As I look out at the world from my windows, I have the privilege of a view of the Mississippi winding its way into downtown Minneapolis and the green of a neighborhood filled with artists, families, and immigrants. But the view at nighttime, while impossible for me to capture on a camera phone, is always the one that arrests my attention. All cities look the same at night, you know. There are streetlights, lights in kitchen or bedroom windows, office buildings with their signs, bridges, and cars going by. I can look out my window at midnight and be looking at Minneapolis, or San Francisco, or Beijing, or all three at once. The shape of buildings and the skyline may change, but we are all small points of light in the darkness.

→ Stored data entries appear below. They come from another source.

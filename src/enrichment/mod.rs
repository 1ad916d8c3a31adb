//! Best-effort enrichment of the wide table with reference data.
//!
//! Each enricher left-joins one reference source onto the table. A source that
//! cannot be loaded leaves the table unchanged, and a join never removes rows.

pub mod error;
pub mod geo;
pub mod population;
pub mod weather;
pub mod weather_source;

use crate::types::columns::WIDE_KEYS;
use crate::utils::has_column;
use polars::prelude::*;

/// Left-joins `right` onto `left` on `keys`, then restores the wide-table order
/// (date, country, city). Every row of `left` is kept.
pub(crate) fn left_join_sorted(
    left: &DataFrame,
    right: LazyFrame,
    keys: &[&str],
) -> PolarsResult<DataFrame> {
    let on: Vec<Expr> = keys.iter().map(|key| col(*key)).collect();
    let order: Vec<Expr> = WIDE_KEYS
        .iter()
        .filter(|key| has_column(left, key))
        .map(|key| col(*key))
        .collect();

    let joined = left
        .clone()
        .lazy()
        .join(right, on.clone(), on, JoinArgs::new(JoinType::Left));
    if order.is_empty() {
        joined.collect()
    } else {
        joined
            .sort_by_exprs(order, SortMultipleOptions::default().with_maintain_order(true))
            .collect()
    }
}
//! City Selector: keeps one representative city per country.
//!
//! The representative is the city with the most measurement rows. Ties go to the
//! lexicographically smallest city name.

use crate::config::PipelineConfig;
use crate::error::PipelineError;
use crate::types::columns::{raw, COUNT};
use crate::utils::write_csv;
use log::info;
use polars::prelude::*;
use std::collections::BTreeMap;

/// Row count per (Country, City). Rows without a country or city are not counted.
pub fn count_rows_per_city(long: &DataFrame) -> PolarsResult<DataFrame> {
    long.clone()
        .lazy()
        .filter(
            col(raw::COUNTRY)
                .is_not_null()
                .and(col(raw::CITY).is_not_null()),
        )
        .group_by([col(raw::COUNTRY), col(raw::CITY)])
        .agg([len().cast(DataType::Int64).alias(COUNT)])
        .collect()
}

/// One row per country, sorted by country: `Country, City, count`.
pub fn select_representative_cities(long: &DataFrame) -> PolarsResult<DataFrame> {
    let counts = count_rows_per_city(long)?;
    let countries = counts.column(raw::COUNTRY)?.str()?;
    let cities = counts.column(raw::CITY)?.str()?;
    let row_counts = counts.column(COUNT)?.i64()?;

    let mut best: BTreeMap<&str, (&str, i64)> = BTreeMap::new();
    for ((country, city), count) in countries.into_iter().zip(cities).zip(row_counts) {
        let (Some(country), Some(city), Some(count)) = (country, city, count) else {
            continue;
        };
        best.entry(country)
            .and_modify(|(best_city, best_count)| {
                if count > *best_count || (count == *best_count && city < *best_city) {
                    *best_city = city;
                    *best_count = count;
                }
            })
            .or_insert((city, count));
    }

    let selected_countries: Vec<&str> = best.keys().copied().collect();
    let selected_cities: Vec<&str> = best.values().map(|(city, _)| *city).collect();
    let selected_counts: Vec<i64> = best.values().map(|(_, count)| *count).collect();
    df!(
        raw::COUNTRY => selected_countries,
        raw::CITY => selected_cities,
        COUNT => selected_counts,
    )
}

/// Keeps the rows whose City is one of the selected cities, in any country.
pub fn filter_to_selected_cities(long: &DataFrame, selection: &DataFrame) -> PolarsResult<DataFrame> {
    let cities: Vec<&str> = selection.column(raw::CITY)?.str()?.into_iter().flatten().collect();
    let cities = Series::new(raw::CITY.into(), cities);
    long.clone()
        .lazy()
        .filter(col(raw::CITY).is_in(lit(cities)))
        .collect()
}

/// Selects the representative cities, persists the selection to
/// `city_per_country.csv` and returns the filtered long table.
pub fn apply_city_selection(
    long: &DataFrame,
    config: &PipelineConfig,
) -> Result<DataFrame, PipelineError> {
    let mut selection = select_representative_cities(long)?;
    write_csv(&mut selection, &config.city_selection_path())?;

    let filtered = filter_to_selected_cities(long, &selection)?;
    info!(
        "Kept {} of {} rows for {} representative cities",
        filtered.height(),
        long.height(),
        selection.height()
    );
    Ok(filtered)
}

#[cfg(test)]
mod tests {
    use super::*;

    fn long_table(rows: &[(&str, &str, usize)]) -> PolarsResult<DataFrame> {
        let mut countries = Vec::new();
        let mut cities = Vec::new();
        for (country, city, n) in rows {
            for _ in 0..*n {
                countries.push(*country);
                cities.push(*city);
            }
        }
        let species = vec!["pm25"; countries.len()];
        df!(raw::COUNTRY => countries, raw::CITY => cities, raw::SPECIE => species)
    }

    fn selected(selection: &DataFrame) -> Vec<(String, String, i64)> {
        let countries = selection.column(raw::COUNTRY).unwrap().str().unwrap();
        let cities = selection.column(raw::CITY).unwrap().str().unwrap();
        let counts = selection.column(COUNT).unwrap().i64().unwrap();
        countries
            .into_iter()
            .zip(cities)
            .zip(counts)
            .map(|((country, city), count)| {
                (
                    country.unwrap().to_string(),
                    city.unwrap().to_string(),
                    count.unwrap(),
                )
            })
            .collect()
    }

    #[test]
    fn test_city_with_most_rows_wins() -> PolarsResult<()> {
        let long = long_table(&[("DE", "Berlin", 5), ("DE", "Hamburg", 3), ("FR", "Lyon", 2)])?;
        let selection = select_representative_cities(&long)?;
        assert_eq!(
            selected(&selection),
            [
                ("DE".to_string(), "Berlin".to_string(), 5),
                ("FR".to_string(), "Lyon".to_string(), 2)
            ]
        );
        Ok(())
    }

    #[test]
    fn test_tie_goes_to_smallest_city_name() -> PolarsResult<()> {
        let long = long_table(&[("NL", "Utrecht", 4), ("NL", "Amsterdam", 4)])?;
        let selection = select_representative_cities(&long)?;
        assert_eq!(selected(&selection)[0].1, "Amsterdam");
        Ok(())
    }

    #[test]
    fn test_selection_is_persisted_and_rows_filtered() -> Result<(), PipelineError> {
        let dir = tempfile::tempdir().map_err(|e| PipelineError::PersistIo(std::path::PathBuf::new(), e))?;
        let config = PipelineConfig::builder().output_directory(dir.path()).build();
        let long = long_table(&[("DE", "Berlin", 5), ("DE", "Hamburg", 3)])?;

        let filtered = apply_city_selection(&long, &config)?;
        assert_eq!(filtered.height(), 5);

        let written = std::fs::read_to_string(config.city_selection_path())
            .map_err(|e| PipelineError::PersistIo(config.city_selection_path(), e))?;
        assert_eq!(written, "Country,City,count\nDE,Berlin,5\n");
        Ok(())
    }

    #[test]
    fn test_filter_handles_many_selected_cities() -> PolarsResult<()> {
        let countries: Vec<String> = (0..500).map(|n| format!("C{n}")).collect();
        let cities: Vec<String> = (0..500).map(|n| format!("City{n}")).collect();
        let mut rows: Vec<(&str, &str, usize)> = countries
            .iter()
            .zip(&cities)
            .map(|(country, city)| (country.as_str(), city.as_str(), 2))
            .collect();
        rows.push(("C0", "Other", 1));
        rows.push(("XX", "City1", 1));
        let long = long_table(&rows)?;

        let selection = select_representative_cities(&long)?;
        assert_eq!(selection.height(), 501);
        let filtered = filter_to_selected_cities(&long, &selection)?;
        assert_eq!(filtered.height(), 1001);
        let kept: Vec<&str> = filtered.column(raw::CITY)?.str()?.into_iter().flatten().collect();
        assert!(!kept.contains(&"Other"));
        Ok(())
    }
}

Life hasn’t been kind to us lately — the world is full of fear and pain and hatred, and many of these come to roost in our very backyards, our streets, our homes. Those we love may have been touched by illness, or taken from us. Those we love may have suffered violence, or we have suffered it ourselves. We may have turned off our social media or our news channels to seek a moment of peace amidst the political chaos and rhetoric of destruction.

And amidst so much that causes harm, fear, pain, it is more important than ever for us to be lights burning brightly and steadily. For us to be the warm glow of a candle, the illumination of a lighthouse, the eternal burn of the moon and stars. The more difficult it is, the more necessary it becomes that we shine. For ourselves, for those we love, for everyone who follows in our wake and finds their own path by our light.

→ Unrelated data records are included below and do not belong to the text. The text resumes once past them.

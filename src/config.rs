//! Explicit configuration for a pipeline run.
//!
//! Every stage receives the values it needs from a [`PipelineConfig`]; nothing is
//! read from process-wide state. A config can be assembled with the builder or
//! loaded from a JSON document in which every field is optional.

use crate::error::PipelineError;
use crate::utils::get_cache_dir;
use bon::Builder;
use chrono::NaiveDate;
use serde::{Deserialize, Serialize};
use std::path::{Path, PathBuf};
use std::time::Duration;

pub const CLEANED_DATA_FILE: &str = "cleaned_data.csv";
pub const CITY_SELECTION_FILE: &str = "city_per_country.csv";
pub const POPULATION_OUTPUT_FILE: &str = "population_data.csv";
pub const MAX_RETRIES_LIMIT: u32 = 10;

fn default_start() -> NaiveDate {
    NaiveDate::from_ymd_opt(2015, 1, 1).unwrap_or_default()
}

fn default_end() -> NaiveDate {
    NaiveDate::from_ymd_opt(2024, 12, 31).unwrap_or_default()
}

/// Options of a pipeline run.
///
/// # Examples
///
/// ```
/// use waqi_etl::PipelineConfig;
/// use chrono::NaiveDate;
///
/// let config = PipelineConfig::builder()
///     .source_directory("./raw")
///     .output_directory("./out")
///     .date_range_start(NaiveDate::from_ymd_opt(2020, 1, 1).unwrap())
///     .enrich_weather(false)
///     .build();
/// assert_eq!(config.missing_threshold, 0.8);
/// assert!(config.validate().is_ok());
/// ```
#[derive(Debug, Clone, PartialEq, Builder, Serialize, Deserialize)]
#[serde(default)]
pub struct PipelineConfig {
    /// Directory holding the raw exports and reference files.
    #[builder(into, default = PathBuf::from("./data"))]
    pub source_directory: PathBuf,
    /// Directory the cleaned table and side tables are written to.
    #[builder(into, default = PathBuf::from("./data"))]
    pub output_directory: PathBuf,
    /// First day of weather observations to fetch (inclusive).
    #[builder(default = default_start())]
    pub date_range_start: NaiveDate,
    /// Last day of weather observations to fetch (inclusive).
    #[builder(default = default_end())]
    pub date_range_end: NaiveDate,
    /// Weather columns whose missing fraction is above this value are dropped.
    #[builder(default = 0.8)]
    pub missing_threshold: f64,
    #[builder(into, default = String::from("waqi-covid-"))]
    pub measurement_prefix: String,
    #[builder(into, default = String::from(".csv"))]
    pub measurement_suffix: String,
    /// Files handed to the importer by exact name, in addition to the prefix/suffix matches.
    #[builder(default = vec![String::from("airquality-covid19-cities.json")])]
    pub extra_source_files: Vec<String>,
    #[builder(into, default = String::from("airquality-covid19-cities.json"))]
    pub geo_catalog_file: String,
    #[builder(into, default = String::from("population.csv"))]
    pub population_file: String,
    /// Keep only the city with the most rows per country.
    #[builder(default = false)]
    pub select_representative_cities: bool,
    #[builder(default = true)]
    pub enrich_geo: bool,
    #[builder(default = true)]
    pub enrich_weather: bool,
    #[builder(default = true)]
    pub enrich_population: bool,
    /// Where station and weather downloads are cached. Defaults to the OS cache directory.
    #[builder(into)]
    pub cache_directory: Option<PathBuf>,
    /// Ignore stations further away than this. Unlimited when unset.
    pub station_search_radius_km: Option<f64>,
    /// Only consider stations whose daily inventory overlaps the date window.
    #[builder(default = false)]
    pub require_daily_inventory: bool,
    #[builder(default = 30)]
    pub request_timeout_secs: u64,
    #[builder(default = 2)]
    pub max_retries: u32,
}

impl Default for PipelineConfig {
    fn default() -> Self {
        PipelineConfig::builder().build()
    }
}

impl PipelineConfig {
    /// Loads a config from a JSON document. Missing fields take their defaults.
    pub fn from_json_file(path: &Path) -> Result<Self, PipelineError> {
        let text = std::fs::read_to_string(path)
            .map_err(|e| PipelineError::ConfigRead(path.to_path_buf(), e))?;
        let config: PipelineConfig = serde_json::from_str(&text)
            .map_err(|e| PipelineError::ConfigParse(path.to_path_buf(), e))?;
        config.validate()?;
        Ok(config)
    }

    pub fn validate(&self) -> Result<(), PipelineError> {
        if self.date_range_start > self.date_range_end {
            return Err(PipelineError::InvalidConfig(format!(
                "date range start {} is after end {}",
                self.date_range_start, self.date_range_end
            )));
        }
        if !(0.0..=1.0).contains(&self.missing_threshold) {
            return Err(PipelineError::InvalidConfig(format!(
                "missing threshold {} must be a fraction between 0 and 1",
                self.missing_threshold
            )));
        }
        if let Some(radius) = self.station_search_radius_km {
            if radius.is_nan() || radius <= 0.0 {
                return Err(PipelineError::InvalidConfig(format!(
                    "station search radius {} km must be positive",
                    radius
                )));
            }
        }
        if self.max_retries > MAX_RETRIES_LIMIT {
            return Err(PipelineError::InvalidConfig(format!(
                "max retries {} exceeds the limit of {}",
                self.max_retries, MAX_RETRIES_LIMIT
            )));
        }
        Ok(())
    }

    pub fn request_timeout(&self) -> Duration {
        Duration::from_secs(self.request_timeout_secs)
    }

    pub fn resolved_cache_directory(&self) -> Option<PathBuf> {
        self.cache_directory.clone().or_else(get_cache_dir)
    }

    pub fn cleaned_data_path(&self) -> PathBuf {
        self.output_directory.join(CLEANED_DATA_FILE)
    }

    pub fn city_selection_path(&self) -> PathBuf {
        self.output_directory.join(CITY_SELECTION_FILE)
    }

    pub fn population_output_path(&self) -> PathBuf {
        self.output_directory.join(POPULATION_OUTPUT_FILE)
    }

    pub fn geo_catalog_path(&self) -> PathBuf {
        self.source_directory.join(&self.geo_catalog_file)
    }

    pub fn population_path(&self) -> PathBuf {
        self.source_directory.join(&self.population_file)
    }
}

#[cfg(test)]
mod tests {
    use super::*;

    #[test]
    fn test_defaults() {
        let config = PipelineConfig::default();
        assert_eq!(config.source_directory, PathBuf::from("./data"));
        assert_eq!(config.date_range_start, NaiveDate::from_ymd_opt(2015, 1, 1).unwrap());
        assert_eq!(config.date_range_end, NaiveDate::from_ymd_opt(2024, 12, 31).unwrap());
        assert_eq!(config.missing_threshold, 0.8);
        assert_eq!(config.extra_source_files, ["airquality-covid19-cities.json"]);
        assert!(!config.select_representative_cities);
        assert!(config.enrich_geo && config.enrich_weather && config.enrich_population);
        assert_eq!(config.cleaned_data_path(), PathBuf::from("./data/cleaned_data.csv"));
        assert_eq!(config.station_search_radius_km, None);
        assert!(config.validate().is_ok());
    }

    #[test]
    fn test_partial_json_keeps_defaults() -> Result<(), Box<dyn std::error::Error>> {
        let dir = tempfile::tempdir()?;
        let path = dir.path().join("config.json");
        std::fs::write(
            &path,
            r#"{"output_directory": "out", "date_range_end": "2021-06-30", "enrich_weather": false}"#,
        )?;

        let config = PipelineConfig::from_json_file(&path)?;
        assert_eq!(config.output_directory, PathBuf::from("out"));
        assert_eq!(config.date_range_end, NaiveDate::from_ymd_opt(2021, 6, 30).unwrap());
        assert!(!config.enrich_weather);
        assert_eq!(config.measurement_prefix, "waqi-covid-");
        Ok(())
    }

    #[test]
    fn test_validate_rejects_inverted_range_and_bad_threshold() {
        let inverted = PipelineConfig::builder()
            .date_range_start(NaiveDate::from_ymd_opt(2024, 1, 1).unwrap())
            .date_range_end(NaiveDate::from_ymd_opt(2023, 1, 1).unwrap())
            .build();
        assert!(matches!(inverted.validate(), Err(PipelineError::InvalidConfig(_))));

        let threshold = PipelineConfig::builder().missing_threshold(1.5).build();
        assert!(matches!(threshold.validate(), Err(PipelineError::InvalidConfig(_))));
    }

    #[test]
    fn test_validate_rejects_bad_radius_and_unbounded_retries() {
        let radius = PipelineConfig::builder().station_search_radius_km(0.0).build();
        assert!(matches!(radius.validate(), Err(PipelineError::InvalidConfig(_))));
        let radius = PipelineConfig::builder().station_search_radius_km(f64::NAN).build();
        assert!(matches!(radius.validate(), Err(PipelineError::InvalidConfig(_))));
        let radius = PipelineConfig::builder().station_search_radius_km(250.0).build();
        assert!(radius.validate().is_ok());

        let retries = PipelineConfig::builder().max_retries(u32::MAX).build();
        assert!(matches!(retries.validate(), Err(PipelineError::InvalidConfig(_))));
        let retries = PipelineConfig::builder()
            .max_retries(MAX_RETRIES_LIMIT)
            .build();
        assert!(retries.validate().is_ok());
    }
}
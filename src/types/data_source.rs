//! Describes the Meteostat daily bulk data source and the inventory requirements
//! used when picking a station for a city.

use chrono::NaiveDate;

/// Path segment of the daily bulk endpoint, also used as cache file prefix.
pub(crate) const DAILY_PATH_SEGMENT: &str = "daily";

/// Column names of the header-less daily CSV files, in file order.
pub const DAILY_SCHEMA: [&str; 11] = [
    "date", "tavg", "tmin", "tmax", "prcp", "snow", "wdir", "wspd", "wpgt", "pres", "tsun",
];

/// Observation columns of [`DAILY_SCHEMA`] (everything except the date).
pub fn daily_observation_columns() -> &'static [&'static str] {
    &DAILY_SCHEMA[1..]
}

/// Specifies what daily data availability a station must report before it is
/// considered as the nearest station for a city.
///
/// These checks rely on the station metadata provided by Meteostat and don't
/// guarantee that every single day within a reported range actually exists.
#[derive(Debug, Clone, Copy, PartialEq, Eq, Hash)]
pub enum RequiredData {
    /// The station's daily range overlaps the given window (inclusive).
    /// A station that covers only part of the window still qualifies.
    Overlapping {
        /// Window start (inclusive).
        start: NaiveDate,
        /// Window end (inclusive).
        end: NaiveDate,
    },
}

So I meditated to this poem set to music. The music is powerful (and many who have sung in choirs will be familiar, as Frostiana is a choral staple) and this particular version uses pictures from the Hubble Telescope as accompaniment.

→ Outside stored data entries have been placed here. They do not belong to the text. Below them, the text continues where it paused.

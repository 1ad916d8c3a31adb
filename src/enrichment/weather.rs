//! Weather Enricher: joins daily observations of each city's nearest station.
//!
//! Cities are processed one after another. A city whose station cannot be found
//! or whose data cannot be fetched is logged and left without weather values.
//! Columns that are mostly empty across all collected observations are dropped
//! before the join on (city, date).

use crate::config::PipelineConfig;
use crate::enrichment::error::EnrichmentError;
use crate::enrichment::left_join_sorted;
use crate::enrichment::weather_source::WeatherSource;
use crate::types::columns::{CITY, DATE, LATITUDE, LONGITUDE};
use crate::types::lat_lon::LatLon;
use crate::utils::{has_column, normalize_name};
use crate::weather_data::filtering::DailyFrameFilterExt;
use log::{debug, info, warn};
use polars::prelude::*;
use std::collections::HashSet;

/// Distinct cities in first-seen order, with coordinates when the row has both.
pub fn city_locations(table: &DataFrame) -> PolarsResult<Vec<(String, Option<LatLon>)>> {
    let latitudes = table.column(LATITUDE)?.cast(&DataType::Float64)?;
    let longitudes = table.column(LONGITUDE)?.cast(&DataType::Float64)?;
    let cities = table.column(CITY)?.str()?;

    let mut seen = HashSet::new();
    let mut locations = Vec::new();
    for ((city, latitude), longitude) in cities
        .into_iter()
        .zip(latitudes.f64()?)
        .zip(longitudes.f64()?)
    {
        let Some(city) = city else { continue };
        if seen.insert(city) {
            locations.push((city.to_string(), LatLon::from_parts(latitude, longitude)));
        }
    }
    Ok(locations)
}

/// Drops every column whose fraction of nulls is above `threshold`.
/// `city` and `date` are always kept.
pub fn drop_sparse_columns(weather: &DataFrame, threshold: f64) -> PolarsResult<DataFrame> {
    let height = weather.height();
    let mut kept = Vec::new();
    for column in weather.get_columns() {
        let name = column.name().as_str();
        let missing_fraction = if height == 0 {
            0.0
        } else {
            column.null_count() as f64 / height as f64
        };
        if name == CITY || name == DATE || missing_fraction <= threshold {
            kept.push(col(name));
        } else {
            info!(
                "Dropping weather column '{}': {:.0}% missing",
                name,
                missing_fraction * 100.0
            );
        }
    }
    weather.clone().lazy().select(kept).collect()
}

async fn fetch_city_weather<S: WeatherSource>(
    source: &S,
    city: &str,
    location: LatLon,
    config: &PipelineConfig,
) -> Result<Option<LazyFrame>, EnrichmentError> {
    let Some(station) = source.nearest_station(location).await? else {
        return Ok(None);
    };
    let daily = source
        .daily_observations(&station, config.date_range_start, config.date_range_end)
        .await?;
    debug!(
        "Fetched {} days for {} from station {}",
        daily.height(),
        city,
        station.id
    );

    let observations: Vec<&str> = daily
        .get_column_names()
        .into_iter()
        .map(|name| name.as_str())
        .filter(|name| *name != DATE)
        .collect();
    let tagged = daily
        .clone()
        .lazy()
        .drop_empty_observations(&observations)
        .with_column(lit(city).alias(CITY));
    Ok(Some(tagged))
}

/// Fetches and combines the observations of every locatable city in `table`.
/// Returns `None` when no city produced any observations.
pub async fn collect_weather<S: WeatherSource>(
    table: &DataFrame,
    source: &S,
    config: &PipelineConfig,
) -> Result<Option<DataFrame>, EnrichmentError> {
    let mut frames = Vec::new();
    for (city, location) in city_locations(table)? {
        let Some(location) = location else {
            debug!("No coordinates for {}, skipping weather", city);
            continue;
        };
        match fetch_city_weather(source, &city, location, config).await {
            Ok(Some(frame)) => frames.push(frame),
            Ok(None) => warn!("No weather station near {} ({:?})", city, location),
            Err(e) => warn!("Weather lookup failed for {}: {}", city, e),
        }
    }
    if frames.is_empty() {
        return Ok(None);
    }

    let combined = concat_lf_diagonal(frames, UnionArgs::default())?.collect()?;
    let renamed: Vec<Expr> = combined
        .get_column_names()
        .iter()
        .map(|name| col(name.as_str()).alias(normalize_name(name.as_str())))
        .collect();
    let normalized = combined
        .lazy()
        .select(renamed)
        .with_column(
            col(DATE)
                .cast(DataType::Date)
                .dt()
                .to_string("%Y-%m-%d")
                .alias(DATE),
        )
        .collect()?;

    if normalized.height() == 0 {
        return Ok(None);
    }
    Ok(Some(drop_sparse_columns(&normalized, config.missing_threshold)?))
}

/// Adds the daily weather of each city's nearest station, joined on (city, date).
/// Never fails: the table is returned unchanged when no weather is available.
pub async fn enrich_with_weather<S: WeatherSource>(
    table: &DataFrame,
    source: &S,
    config: &PipelineConfig,
) -> DataFrame {
    if !has_column(table, LATITUDE) || !has_column(table, LONGITUDE) {
        warn!("Skipping weather enrichment: table has no coordinates");
        return table.clone();
    }

    let weather = match collect_weather(table, source, config).await {
        Ok(Some(weather)) => weather,
        Ok(None) => {
            warn!("Skipping weather enrichment: no observations for any city");
            return table.clone();
        }
        Err(e) => {
            warn!("Skipping weather enrichment: {}", e);
            return table.clone();
        }
    };
    info!(
        "Collected {} weather rows with columns {:?}",
        weather.height(),
        weather.get_column_names()
    );

    match left_join_sorted(table, weather.lazy(), &[CITY, DATE]) {
        Ok(joined) => joined,
        Err(e) => {
            warn!("Skipping weather enrichment, join failed: {}", e);
            table.clone()
        }
    }
}
//! Column names shared by the pipeline stages.
//!
//! Raw export files use capitalized headers (`Date`, `Country`, ...). Every table
//! produced after reshaping uses the lowercase names.

/// Headers of the raw WAQI measurement exports.
pub mod raw {
    pub const DATE: &str = "Date";
    pub const COUNTRY: &str = "Country";
    pub const CITY: &str = "City";
    pub const SPECIE: &str = "Specie";
    pub const COUNT: &str = "count";
    pub const MIN: &str = "min";
    pub const MAX: &str = "max";
    pub const MEDIAN: &str = "median";
    pub const VARIANCE: &str = "variance";

    /// Columns that are parsed as numbers in every source file.
    pub const NUMERIC: [&str; 5] = [COUNT, MIN, MAX, MEDIAN, VARIANCE];
}

pub const DATE: &str = "date";
pub const COUNTRY: &str = "country";
pub const CITY: &str = "city";
pub const SPECIE: &str = "specie";
pub const MEDIAN: &str = "median";
pub const YEAR: &str = "year";
pub const MONTH: &str = "month";
pub const DAY: &str = "day";
pub const LATITUDE: &str = "latitude";
pub const LONGITUDE: &str = "longitude";
pub const POPULATION: &str = "population";
pub const COUNT: &str = "count";

/// Key columns of the wide table, in output order.
pub const WIDE_KEYS: [&str; 3] = [DATE, COUNTRY, CITY];
/// Calendar parts derived from [`DATE`].
pub const CALENDAR_PARTS: [&str; 3] = [YEAR, MONTH, DAY];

CHOOSE SOMETHING LIKE A STAR
by Robert Frost

O Star (the fairest one in sight),
We grant your loftiness the right
To some obscurity of cloud-
It will not do to say of night,
Since dark is what brings out your light.
Some mystery becomes the proud.
But to be wholly taciturn
In your reserve is not allowed.
Say something to us we can learn
By heart and when alone repeat.
Say something!  And it says ‘I burn.’
But say with what degree of heat.
Talk Fahrenheit, talk Centigrade.
Use language we can comprehend.
Tell us what elements you blend.
It gives us strangely little aid,
But does tell something in the end.
And steadfast as Keats’ Eremite,
Not even stooping from its sphere,
It asks a little of us here.
It asks of us a certain height,
So when at times the mob is swayed
To carry praise or blame too far,
We may choose something like a star
To stay our minds on and be staid.

In the night when you look out your windows, I hope you remember that we’re all the same steady points of light in the darkness. And as the days pass and our world continues to spin, I hope that you find something like a star to follow, not only to find your own way, but so that you can also illuminate a path for those that come after you. Every light in the darkness, every star in the sky, makes the world brighter for us all.
Thank you all for being part of the light in my world.